We observed that the higher the setting of the facility, the higher the rate of the assessed diabetes care outcomes and adequate diabetes care for four of the six targets (fasting glucose, HbA1c, LDL-c and creatinine or microalbumin) and for three of the four targets (glucose≤130 mg/dL, HbA1c ≤7%(53 mmol/mol) and LDL-c <100 mg/dL), respectively. Substantial gaps were observed at the primary care facilities, calling for the strengthening of diabetes care.
描述秘鲁六个地区的医疗机构中糖尿病护理的情况。
对秘鲁六个地区的 2 型糖尿病(T2DM)患者进行了一项横断面研究,这些患者的医疗服务范围从基层医疗机构到医院。数据由 2012 年至 2016 年间接受过培训的卫生人员收集。我们研究了六种糖尿病护理结果和四种适当的糖尿病护理结果,将医疗机构作为感兴趣的暴露因素。我们使用具有稳健方差的泊松回归估计了患病率比(PR)及其 95%置信区间(95%CI)。

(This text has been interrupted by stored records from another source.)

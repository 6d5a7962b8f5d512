//! Common test utilities

use chrono::{DateTime, Duration, SecondsFormat, TimeZone, Utc};

use trackr::models::RankableTask;

/// Fixed "now" so due-date arithmetic is reproducible
pub fn fixed_now() -> DateTime<Utc> {
    Utc.with_ymd_and_hms(2026, 3, 2, 12, 0, 0).single().expect("valid timestamp")
}

/// ISO-8601 timestamp `days` days after `fixed_now`
pub fn due_in_days(days: i64) -> String {
    (fixed_now() + Duration::days(days)).to_rfc3339_opts(SecondsFormat::Secs, true)
}

/// Build a rankable task with the given attributes
pub fn rankable(
    id: &str,
    title: &str,
    due_at: Option<String>,
    weight: i64,
    hours: i64,
) -> RankableTask {
    RankableTask {
        id: id.to_string(),
        title: title.to_string(),
        module: "General".to_string(),
        due_at,
        module_weight_percent: weight,
        estimated_hours: hours,
        notes: String::new(),
    }
}
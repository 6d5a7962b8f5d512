//! Assignment model
//!
//! An assignment is a candidate task record extracted from raw page markup.
//! It is transient: the parser produces it, the workflow turns it into
//! persisted jobs and rankable tasks.

use serde::{Deserialize, Serialize};

/// A candidate task extracted from raw markup
#[derive(Debug, Clone, Serialize, Deserialize)]
pub struct Assignment {
    /// Extracted title (never empty)
    pub title: String,

    /// Category tag derived from the title (e.g. "Math", "General")
    pub module: String,

    /// Due date as ISO-8601 UTC with a trailing `Z`, if known
    #[serde(default)]
    pub due_at: Option<String>,

    /// Whether `due_at` is a synthesized placeholder rather than a fact
    /// extracted from the source page
    #[serde(default)]
    pub due_at_is_synthetic: bool,

    /// Weight of the owning module, percent in [0, 100]
    #[serde(default)]
    pub module_weight_percent: i64,

    /// Rough effort estimate in hours
    #[serde(default)]
    pub estimated_hours: i64,

    /// Free-form provenance notes
    #[serde(default)]
    pub notes: String,
}
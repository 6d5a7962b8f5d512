//! `trackr rate` - rank tasks from a JSON file

use std::fs;
use std::path::Path;

use trackr::api::{self, RateRequest};
use trackr::config::Config;
use trackr::models::RankableTask;
use trackr::output::{render_ranking, OutputMode};
use trackr::workflow::Pipeline;

/// Rank a caller-supplied task list without persisting
pub fn rate(
    tasks_file: &Path,
    prompt: &str,
    temperature: f64,
    output: OutputMode,
) -> anyhow::Result<()> {
    let content = fs::read_to_string(tasks_file)?;
    let tasks: Vec<RankableTask> = serde_json::from_str(&content)?;

    let pipeline = Pipeline::from_config(&Config::load());
    let request = RateRequest {
        tasks,
        custom_prompt: prompt.to_string(),
        temperature,
    };

    let result = api::rate(&pipeline, &request)?;
    render_ranking(&result, output);
    Ok(())
}
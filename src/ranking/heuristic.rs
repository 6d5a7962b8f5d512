//! Heuristic ranker
//!
//! Deterministic scoring used as the oracle's fallback and as a baseline in
//! its own right. Score blends urgency (due-date distance), module weight
//! and effort: `0.55*urgency + 0.35*module + 0.10*effort`.

use chrono::{DateTime, Utc};

use crate::models::{PriorityBand, RankableTask, RatedTask};

use super::{RankingResult, TaskRanker, HEURISTIC_SUMMARY};

/// Days-left assigned to tasks with no parseable due date
///
/// Deliberately large so an unknown deadline reads as "not urgent" rather
/// than "overdue".
const UNKNOWN_DUE_DAYS: i64 = 365;

/// Whole days until `due_at`, relative to `now`
fn days_until(due_at: Option<&str>, now: DateTime<Utc>) -> i64 {
    due_at
        .and_then(|raw| DateTime::parse_from_rfc3339(raw).ok())
        .map_or(UNKNOWN_DUE_DAYS, |due| (due.with_timezone(&Utc) - now).num_days())
}

fn clamp_component(value: i64) -> i64 {
    value.clamp(0, 100)
}

/// Rate tasks deterministically, relative to the current time
#[must_use]
pub fn heuristic_rate(tasks: &[RankableTask]) -> Vec<RatedTask> {
    heuristic_rate_at(tasks, Utc::now())
}

/// Rate tasks deterministically with a fixed "now"
///
/// Output is sorted by score descending; ties keep input order (the sort is
/// stable).
#[must_use]
pub fn heuristic_rate_at(tasks: &[RankableTask], now: DateTime<Utc>) -> Vec<RatedTask> {
    let mut rated: Vec<RatedTask> = tasks
        .iter()
        .map(|task| {
            let days_left = days_until(task.due_at.as_deref(), now);
            let urgency = clamp_component(100 - days_left * 8);
            let module_score = clamp_component(task.module_weight_percent * 2);
            let effort_score = clamp_component(task.estimated_hours * 9);

            #[allow(clippy::cast_precision_loss)]
            let score = (urgency as f64).mul_add(
                0.55,
                (module_score as f64).mul_add(0.35, effort_score as f64 * 0.10),
            );
            #[allow(clippy::cast_possible_truncation)]
            let score = score.round() as i64;

            RatedTask {
                id: task.id.clone(),
                title: task.title.clone(),
                priority_score: score,
                priority_band: PriorityBand::from_score(score),
                reason: format!(
                    "Urgency={urgency}, Module={module_score}, Effort={effort_score}"
                ),
            }
        })
        .collect();

    rated.sort_by(|a, b| b.priority_score.cmp(&a.priority_score));
    rated
}

/// Heuristic-only ranking backend
///
/// Used when live ranking is disabled or unconfigured. Always reports
/// `fallback = true` so callers can tell heuristic scores from oracle
/// scores.
#[derive(Debug, Clone, Copy, Default)]
pub struct HeuristicRanker;

impl HeuristicRanker {
    const PROVIDER: &'static str = "heuristic";
    const MODEL: &'static str = "urgency-weight-effort";
}

impl TaskRanker for HeuristicRanker {
    fn rate_tasks(
        &self,
        tasks: &[RankableTask],
        custom_prompt: &str,
        temperature: f64,
    ) -> RankingResult {
        if tasks.is_empty() {
            return RankingResult::no_tasks(Self::PROVIDER, Self::MODEL, custom_prompt, temperature);
        }

        RankingResult {
            provider: Self::PROVIDER.to_string(),
            model: Self::MODEL.to_string(),
            fallback: true,
            summary: HEURISTIC_SUMMARY.to_string(),
            fallback_reason: Some("Live LLM is disabled or unconfigured".to_string()),
            rated_tasks: heuristic_rate(tasks),
            prompt_used: custom_prompt.to_string(),
            temperature,
        }
    }
}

共分析了来自 8879 名 T2DM 患者的数据,平均年龄为 59.1 岁(SD±12.2),男性占 53.6%。其中,8096 名(91.2%)在基层医疗机构接受治疗。HbA1c、LDL-c 和肌酐/微量白蛋白检测的患者比例随医疗机构的设置而增加。总体而言,39%-56%的患者HbA1c 控制达标,在设有专科医生的医院基础医疗机构中更高。
我们发现,医疗机构的级别越高,评估的糖尿病护理结果和四项达标率(空腹血糖、HbA1c、LDL-c 和肌酐或微量白蛋白)越高,而四项达标率(血糖≤130mg/dL、HbA1c≤7%(53mmol/mol)和 LDL-c<100mg/dL)中有三项越高。在基层医疗机构中仍存在很大差距,需要加强糖尿病护理。